## Exercise description:
Output, without alteration, the first line of the entries and each line after it, stopping with the line that contains "impl fmt::Debug for".

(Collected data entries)
=== Begin Enclosure ===
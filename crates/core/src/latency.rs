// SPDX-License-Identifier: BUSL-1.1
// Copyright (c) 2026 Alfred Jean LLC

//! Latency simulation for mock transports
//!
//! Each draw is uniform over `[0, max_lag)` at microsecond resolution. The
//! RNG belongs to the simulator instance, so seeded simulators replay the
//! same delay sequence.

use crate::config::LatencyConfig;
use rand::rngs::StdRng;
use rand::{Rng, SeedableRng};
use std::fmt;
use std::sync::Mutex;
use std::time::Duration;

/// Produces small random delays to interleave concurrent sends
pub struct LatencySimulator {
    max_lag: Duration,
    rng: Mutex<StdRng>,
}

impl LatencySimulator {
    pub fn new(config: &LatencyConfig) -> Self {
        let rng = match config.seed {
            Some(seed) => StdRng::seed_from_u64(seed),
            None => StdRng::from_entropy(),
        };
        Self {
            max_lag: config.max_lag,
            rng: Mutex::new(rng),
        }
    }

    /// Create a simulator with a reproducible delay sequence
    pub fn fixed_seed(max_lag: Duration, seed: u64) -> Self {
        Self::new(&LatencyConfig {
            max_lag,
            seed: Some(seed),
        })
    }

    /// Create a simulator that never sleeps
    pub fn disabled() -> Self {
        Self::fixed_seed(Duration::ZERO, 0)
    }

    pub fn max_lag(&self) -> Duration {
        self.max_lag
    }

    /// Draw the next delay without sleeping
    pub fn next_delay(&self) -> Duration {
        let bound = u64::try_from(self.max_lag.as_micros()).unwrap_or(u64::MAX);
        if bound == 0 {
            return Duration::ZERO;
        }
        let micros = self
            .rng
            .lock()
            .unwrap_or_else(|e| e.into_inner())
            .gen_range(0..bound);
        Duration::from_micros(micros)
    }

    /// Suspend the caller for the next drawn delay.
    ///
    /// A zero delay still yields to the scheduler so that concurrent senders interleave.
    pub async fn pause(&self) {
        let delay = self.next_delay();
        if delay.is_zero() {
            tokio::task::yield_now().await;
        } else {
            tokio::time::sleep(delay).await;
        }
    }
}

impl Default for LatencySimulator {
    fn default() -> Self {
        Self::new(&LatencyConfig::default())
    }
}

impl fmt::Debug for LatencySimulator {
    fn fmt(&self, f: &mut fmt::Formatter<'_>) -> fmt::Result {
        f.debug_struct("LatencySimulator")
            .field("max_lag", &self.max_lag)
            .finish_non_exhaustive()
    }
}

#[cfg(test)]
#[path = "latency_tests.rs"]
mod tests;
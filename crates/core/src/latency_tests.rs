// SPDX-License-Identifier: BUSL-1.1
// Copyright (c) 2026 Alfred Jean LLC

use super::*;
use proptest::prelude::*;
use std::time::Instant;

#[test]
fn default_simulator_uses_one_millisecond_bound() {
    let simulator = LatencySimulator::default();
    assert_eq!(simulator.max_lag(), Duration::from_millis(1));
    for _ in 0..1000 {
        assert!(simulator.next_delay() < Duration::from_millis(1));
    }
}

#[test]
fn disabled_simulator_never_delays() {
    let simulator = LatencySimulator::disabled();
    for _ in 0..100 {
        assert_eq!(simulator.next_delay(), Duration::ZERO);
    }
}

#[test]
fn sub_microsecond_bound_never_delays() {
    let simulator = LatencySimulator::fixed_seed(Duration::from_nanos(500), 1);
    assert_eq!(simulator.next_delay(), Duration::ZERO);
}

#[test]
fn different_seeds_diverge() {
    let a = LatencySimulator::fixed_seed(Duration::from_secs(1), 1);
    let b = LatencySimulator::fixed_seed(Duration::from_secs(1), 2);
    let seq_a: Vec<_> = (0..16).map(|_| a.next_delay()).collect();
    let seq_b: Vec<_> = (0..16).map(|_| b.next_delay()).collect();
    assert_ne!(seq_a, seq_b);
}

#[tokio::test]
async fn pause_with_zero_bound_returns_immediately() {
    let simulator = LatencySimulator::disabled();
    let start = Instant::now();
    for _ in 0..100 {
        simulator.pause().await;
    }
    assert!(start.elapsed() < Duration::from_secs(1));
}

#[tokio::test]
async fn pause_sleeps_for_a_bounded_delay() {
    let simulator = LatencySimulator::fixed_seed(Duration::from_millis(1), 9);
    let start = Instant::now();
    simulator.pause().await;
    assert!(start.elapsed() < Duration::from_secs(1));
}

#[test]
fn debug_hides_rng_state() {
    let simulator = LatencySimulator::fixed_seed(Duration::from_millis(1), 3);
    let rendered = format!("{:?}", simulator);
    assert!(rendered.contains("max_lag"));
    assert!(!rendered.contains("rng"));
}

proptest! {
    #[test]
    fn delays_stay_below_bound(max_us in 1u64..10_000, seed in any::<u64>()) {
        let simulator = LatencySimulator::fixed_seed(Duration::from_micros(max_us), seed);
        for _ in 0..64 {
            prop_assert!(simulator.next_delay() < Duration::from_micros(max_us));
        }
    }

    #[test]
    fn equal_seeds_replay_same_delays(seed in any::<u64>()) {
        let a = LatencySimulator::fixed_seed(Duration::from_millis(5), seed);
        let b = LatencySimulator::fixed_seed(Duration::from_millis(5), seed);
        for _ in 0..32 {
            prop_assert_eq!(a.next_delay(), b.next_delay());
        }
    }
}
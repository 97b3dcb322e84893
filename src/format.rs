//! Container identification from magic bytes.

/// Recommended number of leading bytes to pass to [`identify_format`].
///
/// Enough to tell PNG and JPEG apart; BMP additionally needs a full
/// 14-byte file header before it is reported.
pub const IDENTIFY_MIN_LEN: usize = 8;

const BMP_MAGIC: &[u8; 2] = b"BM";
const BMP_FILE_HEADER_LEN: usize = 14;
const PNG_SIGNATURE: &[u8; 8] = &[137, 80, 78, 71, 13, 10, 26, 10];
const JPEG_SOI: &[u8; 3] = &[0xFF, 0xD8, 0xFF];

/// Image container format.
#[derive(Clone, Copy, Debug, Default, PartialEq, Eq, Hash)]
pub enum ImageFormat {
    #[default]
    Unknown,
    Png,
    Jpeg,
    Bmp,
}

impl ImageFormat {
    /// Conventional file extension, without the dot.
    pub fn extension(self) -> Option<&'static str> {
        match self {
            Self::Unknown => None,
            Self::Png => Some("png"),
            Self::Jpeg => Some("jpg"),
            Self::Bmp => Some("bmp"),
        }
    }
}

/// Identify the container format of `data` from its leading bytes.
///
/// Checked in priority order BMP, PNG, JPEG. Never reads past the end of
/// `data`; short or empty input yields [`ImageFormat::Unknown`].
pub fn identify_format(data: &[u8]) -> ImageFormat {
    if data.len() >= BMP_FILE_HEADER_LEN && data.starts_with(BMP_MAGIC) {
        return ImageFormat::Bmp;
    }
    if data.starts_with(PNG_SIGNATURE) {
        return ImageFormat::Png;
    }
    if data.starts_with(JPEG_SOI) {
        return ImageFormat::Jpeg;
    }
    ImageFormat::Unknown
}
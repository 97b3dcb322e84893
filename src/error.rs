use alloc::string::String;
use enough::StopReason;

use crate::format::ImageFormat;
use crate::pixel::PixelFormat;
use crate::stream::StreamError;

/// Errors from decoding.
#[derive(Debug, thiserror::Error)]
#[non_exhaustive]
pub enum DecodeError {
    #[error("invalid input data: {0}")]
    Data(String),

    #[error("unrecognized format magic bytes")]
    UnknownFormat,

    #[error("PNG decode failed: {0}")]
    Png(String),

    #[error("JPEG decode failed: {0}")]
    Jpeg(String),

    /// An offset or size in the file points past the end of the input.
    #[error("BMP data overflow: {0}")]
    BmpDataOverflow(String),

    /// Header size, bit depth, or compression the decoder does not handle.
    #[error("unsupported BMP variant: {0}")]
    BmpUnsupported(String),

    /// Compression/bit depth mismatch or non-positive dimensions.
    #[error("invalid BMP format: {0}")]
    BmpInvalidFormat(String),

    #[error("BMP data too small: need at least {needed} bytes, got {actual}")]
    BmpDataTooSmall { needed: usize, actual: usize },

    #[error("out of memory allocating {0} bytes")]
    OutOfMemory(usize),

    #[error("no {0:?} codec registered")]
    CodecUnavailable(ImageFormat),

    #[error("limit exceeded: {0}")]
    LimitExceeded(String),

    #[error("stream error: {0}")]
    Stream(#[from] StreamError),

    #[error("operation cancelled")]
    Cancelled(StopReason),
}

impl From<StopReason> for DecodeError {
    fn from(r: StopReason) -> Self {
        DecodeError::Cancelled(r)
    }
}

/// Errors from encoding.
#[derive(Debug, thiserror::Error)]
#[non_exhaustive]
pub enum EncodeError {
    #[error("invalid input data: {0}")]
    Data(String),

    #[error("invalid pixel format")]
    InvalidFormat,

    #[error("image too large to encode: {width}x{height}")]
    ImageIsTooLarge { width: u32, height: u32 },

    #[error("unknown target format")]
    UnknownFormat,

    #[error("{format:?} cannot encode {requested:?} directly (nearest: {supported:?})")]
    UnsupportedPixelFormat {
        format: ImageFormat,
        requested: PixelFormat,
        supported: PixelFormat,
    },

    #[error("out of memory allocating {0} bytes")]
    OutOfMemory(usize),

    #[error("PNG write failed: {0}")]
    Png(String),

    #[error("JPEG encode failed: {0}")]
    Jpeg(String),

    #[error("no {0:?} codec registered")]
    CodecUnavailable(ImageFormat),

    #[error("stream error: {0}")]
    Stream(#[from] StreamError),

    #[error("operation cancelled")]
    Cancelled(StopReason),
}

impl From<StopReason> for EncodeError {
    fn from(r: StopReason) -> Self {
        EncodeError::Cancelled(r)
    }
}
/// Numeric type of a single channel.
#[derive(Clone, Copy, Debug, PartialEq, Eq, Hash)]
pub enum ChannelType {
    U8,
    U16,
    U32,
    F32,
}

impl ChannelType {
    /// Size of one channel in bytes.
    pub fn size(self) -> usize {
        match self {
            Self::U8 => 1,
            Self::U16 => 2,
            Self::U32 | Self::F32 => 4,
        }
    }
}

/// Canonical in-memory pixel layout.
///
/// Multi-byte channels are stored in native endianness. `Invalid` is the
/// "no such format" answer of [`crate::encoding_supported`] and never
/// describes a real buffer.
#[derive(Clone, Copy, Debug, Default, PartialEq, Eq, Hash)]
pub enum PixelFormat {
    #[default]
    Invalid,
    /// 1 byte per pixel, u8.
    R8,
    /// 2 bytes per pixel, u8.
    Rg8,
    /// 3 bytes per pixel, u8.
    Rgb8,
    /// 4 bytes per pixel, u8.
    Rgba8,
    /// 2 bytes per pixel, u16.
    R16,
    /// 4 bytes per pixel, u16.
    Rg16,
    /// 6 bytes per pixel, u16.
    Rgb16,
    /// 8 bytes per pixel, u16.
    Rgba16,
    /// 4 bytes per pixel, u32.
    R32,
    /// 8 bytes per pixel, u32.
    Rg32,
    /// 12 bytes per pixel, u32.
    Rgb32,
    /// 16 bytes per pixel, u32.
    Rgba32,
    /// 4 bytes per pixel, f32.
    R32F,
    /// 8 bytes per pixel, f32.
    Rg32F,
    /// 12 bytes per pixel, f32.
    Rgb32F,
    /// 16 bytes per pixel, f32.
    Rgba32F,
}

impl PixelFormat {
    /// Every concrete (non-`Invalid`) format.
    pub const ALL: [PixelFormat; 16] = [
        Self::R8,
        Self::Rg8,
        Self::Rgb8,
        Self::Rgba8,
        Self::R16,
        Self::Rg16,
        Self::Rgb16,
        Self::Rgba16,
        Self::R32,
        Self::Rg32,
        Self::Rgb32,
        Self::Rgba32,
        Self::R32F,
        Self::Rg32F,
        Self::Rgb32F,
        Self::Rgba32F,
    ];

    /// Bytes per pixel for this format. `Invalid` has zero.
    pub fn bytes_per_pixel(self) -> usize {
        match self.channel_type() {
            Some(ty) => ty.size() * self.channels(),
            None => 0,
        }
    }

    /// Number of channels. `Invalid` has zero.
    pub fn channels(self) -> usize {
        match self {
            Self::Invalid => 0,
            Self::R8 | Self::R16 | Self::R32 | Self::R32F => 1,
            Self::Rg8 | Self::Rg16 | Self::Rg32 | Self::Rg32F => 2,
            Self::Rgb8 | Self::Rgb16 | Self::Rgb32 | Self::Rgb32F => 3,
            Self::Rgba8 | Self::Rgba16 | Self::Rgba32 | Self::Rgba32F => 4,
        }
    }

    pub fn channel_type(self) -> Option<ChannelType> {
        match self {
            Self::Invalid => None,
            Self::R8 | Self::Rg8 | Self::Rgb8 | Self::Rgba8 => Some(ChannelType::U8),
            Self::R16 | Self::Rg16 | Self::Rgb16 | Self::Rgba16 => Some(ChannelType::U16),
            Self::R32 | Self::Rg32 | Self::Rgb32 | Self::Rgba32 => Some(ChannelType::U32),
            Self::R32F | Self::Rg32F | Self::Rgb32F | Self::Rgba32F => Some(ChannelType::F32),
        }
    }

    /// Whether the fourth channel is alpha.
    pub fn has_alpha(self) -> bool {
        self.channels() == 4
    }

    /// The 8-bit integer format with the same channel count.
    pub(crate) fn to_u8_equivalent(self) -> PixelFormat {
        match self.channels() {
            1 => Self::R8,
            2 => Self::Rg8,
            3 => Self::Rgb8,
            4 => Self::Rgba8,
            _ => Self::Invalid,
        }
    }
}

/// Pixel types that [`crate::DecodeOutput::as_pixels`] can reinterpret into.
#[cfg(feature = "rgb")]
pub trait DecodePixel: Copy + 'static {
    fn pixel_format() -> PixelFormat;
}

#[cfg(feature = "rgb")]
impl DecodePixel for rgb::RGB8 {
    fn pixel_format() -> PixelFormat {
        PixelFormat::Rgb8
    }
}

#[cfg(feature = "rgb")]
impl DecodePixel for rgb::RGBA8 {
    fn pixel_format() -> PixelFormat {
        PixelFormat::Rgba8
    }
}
=== End Enclosure ===
## Answer below:
filename crates/core/src/latency.rs
// SPDX-License-Identifier: BUSL-1.1
// Copyright (c) 2026 Alfred Jean LLC

//! Latency simulation for mock transports
//!
//! Each draw is uniform over `[0, max_lag)` at microsecond resolution. The
//! RNG belongs to the simulator instance, so seeded simulators replay the
//! same delay sequence.

use crate::config::LatencyConfig;
use rand::rngs::StdRng;
use rand::{Rng, SeedableRng};
use std::fmt;
use std::sync::Mutex;
use std::time::Duration;

/// Produces small random delays to interleave concurrent sends
pub struct LatencySimulator {
    max_lag: Duration,
    rng: Mutex<StdRng>,
}

impl LatencySimulator {
    pub fn new(config: &LatencyConfig) -> Self {
        let rng = match config.seed {
            Some(seed) => StdRng::seed_from_u64(seed),
            None => StdRng::from_entropy(),
        };
        Self {
            max_lag: config.max_lag,
            rng: Mutex::new(rng),
        }
    }

    /// Create a simulator with a reproducible delay sequence
    pub fn fixed_seed(max_lag: Duration, seed: u64) -> Self {
        Self::new(&LatencyConfig {
            max_lag,
            seed: Some(seed),
        })
    }

    /// Create a simulator that never sleeps
    pub fn disabled() -> Self {
        Self::fixed_seed(Duration::ZERO, 0)
    }

    pub fn max_lag(&self) -> Duration {
        self.max_lag
    }

    /// Draw the next delay without sleeping
    pub fn next_delay(&self) -> Duration {
        let bound = u64::try_from(self.max_lag.as_micros()).unwrap_or(u64::MAX);
        if bound == 0 {
            return Duration::ZERO;
        }
        let micros = self
            .rng
            .lock()
            .unwrap_or_else(|e| e.into_inner())
            .gen_range(0..bound);
        Duration::from_micros(micros)
    }

    /// Suspend the caller for the next drawn delay.
    ///
    /// A zero delay still yields to the scheduler so that concurrent senders interleave.
    pub async fn pause(&self) {
        let delay = self.next_delay();
        if delay.is_zero() {
            tokio::task::yield_now().await;
        } else {
            tokio::time::sleep(delay).await;
        }
    }
}

impl Default for LatencySimulator {
    fn default() -> Self {
        Self::new(&LatencyConfig::default())
    }
}

impl fmt::Debug for LatencySimulator {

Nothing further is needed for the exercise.